ACTION ITEM: Retype all of the data that follows, line for line.

(Stored records)
== == ==

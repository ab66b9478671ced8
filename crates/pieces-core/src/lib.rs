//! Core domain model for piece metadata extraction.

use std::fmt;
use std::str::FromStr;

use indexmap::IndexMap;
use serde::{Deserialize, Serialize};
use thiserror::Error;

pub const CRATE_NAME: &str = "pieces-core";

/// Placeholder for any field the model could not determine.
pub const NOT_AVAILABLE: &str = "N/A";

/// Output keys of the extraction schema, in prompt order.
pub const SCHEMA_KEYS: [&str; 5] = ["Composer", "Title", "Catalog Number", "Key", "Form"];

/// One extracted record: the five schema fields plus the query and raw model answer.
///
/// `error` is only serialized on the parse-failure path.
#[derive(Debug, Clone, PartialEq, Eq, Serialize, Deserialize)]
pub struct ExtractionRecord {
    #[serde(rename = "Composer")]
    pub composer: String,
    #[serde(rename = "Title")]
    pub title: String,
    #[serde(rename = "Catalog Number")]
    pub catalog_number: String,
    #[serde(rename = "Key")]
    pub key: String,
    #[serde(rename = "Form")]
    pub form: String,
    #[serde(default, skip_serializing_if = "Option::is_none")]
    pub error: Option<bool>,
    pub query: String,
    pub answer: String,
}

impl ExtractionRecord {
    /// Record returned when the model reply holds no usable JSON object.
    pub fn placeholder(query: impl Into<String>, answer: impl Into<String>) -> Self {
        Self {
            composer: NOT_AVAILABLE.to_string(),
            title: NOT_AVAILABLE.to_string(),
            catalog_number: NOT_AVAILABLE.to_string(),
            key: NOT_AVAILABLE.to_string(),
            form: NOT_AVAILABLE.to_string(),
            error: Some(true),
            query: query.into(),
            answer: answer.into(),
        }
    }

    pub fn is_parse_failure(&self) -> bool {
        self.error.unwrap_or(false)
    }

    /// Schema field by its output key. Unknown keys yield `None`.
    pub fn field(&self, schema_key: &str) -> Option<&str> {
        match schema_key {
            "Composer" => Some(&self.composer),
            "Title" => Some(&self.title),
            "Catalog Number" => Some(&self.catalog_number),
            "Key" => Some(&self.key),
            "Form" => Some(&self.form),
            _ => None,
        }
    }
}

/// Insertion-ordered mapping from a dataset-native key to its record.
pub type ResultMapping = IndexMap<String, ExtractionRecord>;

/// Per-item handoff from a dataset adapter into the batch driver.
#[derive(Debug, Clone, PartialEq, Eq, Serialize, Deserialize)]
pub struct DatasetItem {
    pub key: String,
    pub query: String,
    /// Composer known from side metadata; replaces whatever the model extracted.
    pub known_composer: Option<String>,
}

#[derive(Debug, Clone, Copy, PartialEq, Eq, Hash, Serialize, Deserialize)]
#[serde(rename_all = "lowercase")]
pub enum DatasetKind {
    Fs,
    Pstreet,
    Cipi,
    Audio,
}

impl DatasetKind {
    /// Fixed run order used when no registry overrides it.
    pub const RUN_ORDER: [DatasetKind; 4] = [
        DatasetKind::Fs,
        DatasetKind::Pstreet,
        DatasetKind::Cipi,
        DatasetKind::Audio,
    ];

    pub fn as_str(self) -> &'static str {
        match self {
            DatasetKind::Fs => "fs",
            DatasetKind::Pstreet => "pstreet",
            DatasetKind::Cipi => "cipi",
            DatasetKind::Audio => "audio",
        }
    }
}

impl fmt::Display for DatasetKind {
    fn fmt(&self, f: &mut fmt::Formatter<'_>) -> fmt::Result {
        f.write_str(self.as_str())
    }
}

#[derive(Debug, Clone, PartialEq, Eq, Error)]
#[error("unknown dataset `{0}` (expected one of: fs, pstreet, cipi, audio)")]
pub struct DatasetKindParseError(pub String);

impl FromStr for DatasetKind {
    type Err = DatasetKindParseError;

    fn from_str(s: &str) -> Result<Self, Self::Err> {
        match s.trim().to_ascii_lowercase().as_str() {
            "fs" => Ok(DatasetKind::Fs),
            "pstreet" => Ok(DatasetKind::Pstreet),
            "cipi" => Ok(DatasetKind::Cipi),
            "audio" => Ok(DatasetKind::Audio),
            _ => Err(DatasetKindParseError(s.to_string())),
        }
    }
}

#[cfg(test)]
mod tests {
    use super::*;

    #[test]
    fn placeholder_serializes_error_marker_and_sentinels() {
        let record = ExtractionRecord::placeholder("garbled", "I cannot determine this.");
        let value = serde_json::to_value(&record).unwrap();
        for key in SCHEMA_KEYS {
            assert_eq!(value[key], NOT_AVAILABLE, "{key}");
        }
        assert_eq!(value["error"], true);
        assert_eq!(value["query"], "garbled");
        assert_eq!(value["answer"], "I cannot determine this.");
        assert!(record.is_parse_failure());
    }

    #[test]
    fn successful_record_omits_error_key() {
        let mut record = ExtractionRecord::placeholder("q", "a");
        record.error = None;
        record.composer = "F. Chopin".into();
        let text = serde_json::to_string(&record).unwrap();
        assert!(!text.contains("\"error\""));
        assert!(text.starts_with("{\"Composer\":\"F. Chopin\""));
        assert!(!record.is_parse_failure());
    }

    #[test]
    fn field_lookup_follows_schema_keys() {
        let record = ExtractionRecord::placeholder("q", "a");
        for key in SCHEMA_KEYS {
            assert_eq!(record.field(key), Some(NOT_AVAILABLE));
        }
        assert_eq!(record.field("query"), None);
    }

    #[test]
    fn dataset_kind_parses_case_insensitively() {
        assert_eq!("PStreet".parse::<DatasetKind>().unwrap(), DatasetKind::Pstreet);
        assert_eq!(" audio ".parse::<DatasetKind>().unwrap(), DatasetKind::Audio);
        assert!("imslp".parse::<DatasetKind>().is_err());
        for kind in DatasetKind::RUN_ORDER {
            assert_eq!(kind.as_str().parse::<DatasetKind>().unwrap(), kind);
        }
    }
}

== == ==

RESULT OF THIS EXERCISE:
repository ab66b9478671ced8
filename crates/pieces-core/src/lib.rs
//! Core domain model for piece metadata extraction.

use std::fmt;
use std::str::FromStr;

use indexmap::IndexMap;
use serde::{Deserialize, Serialize};
use thiserror::Error;

pub const CRATE_NAME: &str = "pieces-core";

/// Placeholder for any field the model could not determine.
pub const NOT_AVAILABLE: &str = "N/A";

/// Output keys of the extraction schema, in prompt order.
pub const SCHEMA_KEYS: [&str; 5] = ["Composer", "Title", "Catalog Number", "Key", "Form"];

/// One extracted record: the five schema fields plus the query and raw model answer.
///
/// `error` is only serialized on the parse-failure path.
#[derive(Debug, Clone, PartialEq, Eq, Serialize, Deserialize)]
pub struct ExtractionRecord {
    #[serde(rename = "Composer")]
    pub composer: String,
    #[serde(rename = "Title")]
    pub title: String,
    #[serde(rename = "Catalog Number")]
    pub catalog_number: String,
    #[serde(rename = "Key")]
    pub key: String,
    #[serde(rename = "Form")]
    pub form: String,
    #[serde(default, skip_serializing_if = "Option::is_none")]
    pub error: Option<bool>,
    pub query: String,
    pub answer: String,
}

impl ExtractionRecord {
    /// Record returned when the model reply holds no usable JSON object.
    pub fn placeholder(query: impl Into<String>, answer: impl Into<String>) -> Self {
        Self {
            composer: NOT_AVAILABLE.to_string(),
            title: NOT_AVAILABLE.to_string(),
            catalog_number: NOT_AVAILABLE.to_string(),
            key: NOT_AVAILABLE.to_string(),
            form: NOT_AVAILABLE.to_string(),
            error: Some(true),
            query: query.into(),
            answer: answer.into(),
        }
    }

    pub fn is_parse_failure(&self) -> bool {
        self.error.unwrap_or(false)
    }

    /// Schema field by its output key. Unknown keys yield `None`.
    pub fn field(&self, schema_key: &str) -> Option<&str> {
        match schema_key {
            "Composer" => Some(&self.composer),
            "Title" => Some(&self.title),
            "Catalog Number" => Some(&self.catalog_number),
            "Key" => Some(&self.key),
            "Form" => Some(&self.form),
            _ => None,
        }
    }
}

/// Insertion-ordered mapping from a dataset-native key to its record.
pub type ResultMapping = IndexMap<String, ExtractionRecord>;

/// Per-item handoff from a dataset adapter into the batch driver.
#[derive(Debug, Clone, PartialEq, Eq, Serialize, Deserialize)]
pub struct DatasetItem {
    pub key: String,
    pub query: String,
    /// Composer known from side metadata; replaces whatever the model extracted.
    pub known_composer: Option<String>,
}

#[derive(Debug, Clone, Copy, PartialEq, Eq, Hash, Serialize, Deserialize)]
#[serde(rename_all = "lowercase")]
pub enum DatasetKind {
    Fs,
    Pstreet,
    Cipi,
    Audio,
}

impl DatasetKind {
    /// Fixed run order used when no registry overrides it.
    pub const RUN_ORDER: [DatasetKind; 4] = [
        DatasetKind::Fs,
        DatasetKind::Pstreet,
        DatasetKind::Cipi,
        DatasetKind::Audio,
    ];

    pub fn as_str(self) -> &'static str {
        match self {
            DatasetKind::Fs => "fs",
            DatasetKind::Pstreet => "pstreet",
            DatasetKind::Cipi => "cipi",
            DatasetKind::Audio => "audio",
        }
    }
}

impl fmt::Display for DatasetKind {
    fn fmt(&self, f: &mut fmt::Formatter<'_>) -> fmt::Result {
        f.write_str(self.as_str())
    }
}

#[derive(Debug, Clone, PartialEq, Eq, Error)]
#[error("unknown dataset `{0}` (expected one of: fs, pstreet, cipi, audio)")]
pub struct DatasetKindParseError(pub String);

impl FromStr for DatasetKind {
    type Err = DatasetKindParseError;

    fn from_str(s: &str) -> Result<Self, Self::Err> {
        match s.trim().to_ascii_lowercase().as_str() {
            "fs" => Ok(DatasetKind::Fs),
            "pstreet" => Ok(DatasetKind::Pstreet),
            "cipi" => Ok(DatasetKind::Cipi),
            "audio" => Ok(DatasetKind::Audio),
            _ => Err(DatasetKindParseError(s.to_string())),
        }
    }
}

#[cfg(test)]
mod tests {
    use super::*;

    #[test]
    fn placeholder_serializes_error_marker_and_sentinels() {
        let record = ExtractionRecord::placeholder("garbled", "I cannot determine this.");
        let value = serde_json::to_value(&record).unwrap();
        for key in SCHEMA_KEYS {
            assert_eq!(value[key], NOT_AVAILABLE, "{key}");
        }
        assert_eq!(value["error"], true);
        assert_eq!(value["query"], "garbled");
        assert_eq!(value["answer"], "I cannot determine this.");
        assert!(record.is_parse_failure());
    }

    #[test]
    fn successful_record_omits_error_key() {
        let mut record = ExtractionRecord::placeholder("q", "a");
        record.error = None;
        record.composer = "F. Chopin".into();
        let text = serde_json::to_string(&record).unwrap();
        assert!(!text.contains("\"error\""));
        assert!(text.starts_with("{\"Composer\":\"F. Chopin\""));
        assert!(!record.is_parse_failure());
    }

    #[test]
    fn field_lookup_follows_schema_keys() {
        let record = ExtractionRecord::placeholder("q", "a");
        for key in SCHEMA_KEYS {
            assert_eq!(record.field(key), Some(NOT_AVAILABLE));
        }
        assert_eq!(record.field("query"), None);
    }

    #[test]
    fn dataset_kind_parses_case_insensitively() {
        assert_eq!("PStreet".parse::<DatasetKind>().unwrap(), DatasetKind::Pstreet);
        assert_eq!(" audio ".parse::<DatasetKind>().unwrap(), DatasetKind::Audio);
        assert!("imslp".parse::<DatasetKind>().is_err());
        for kind in DatasetKind::RUN_ORDER {
            assert_eq!(kind.as_str().parse::<DatasetKind>().unwrap(), kind);
        }
    }
}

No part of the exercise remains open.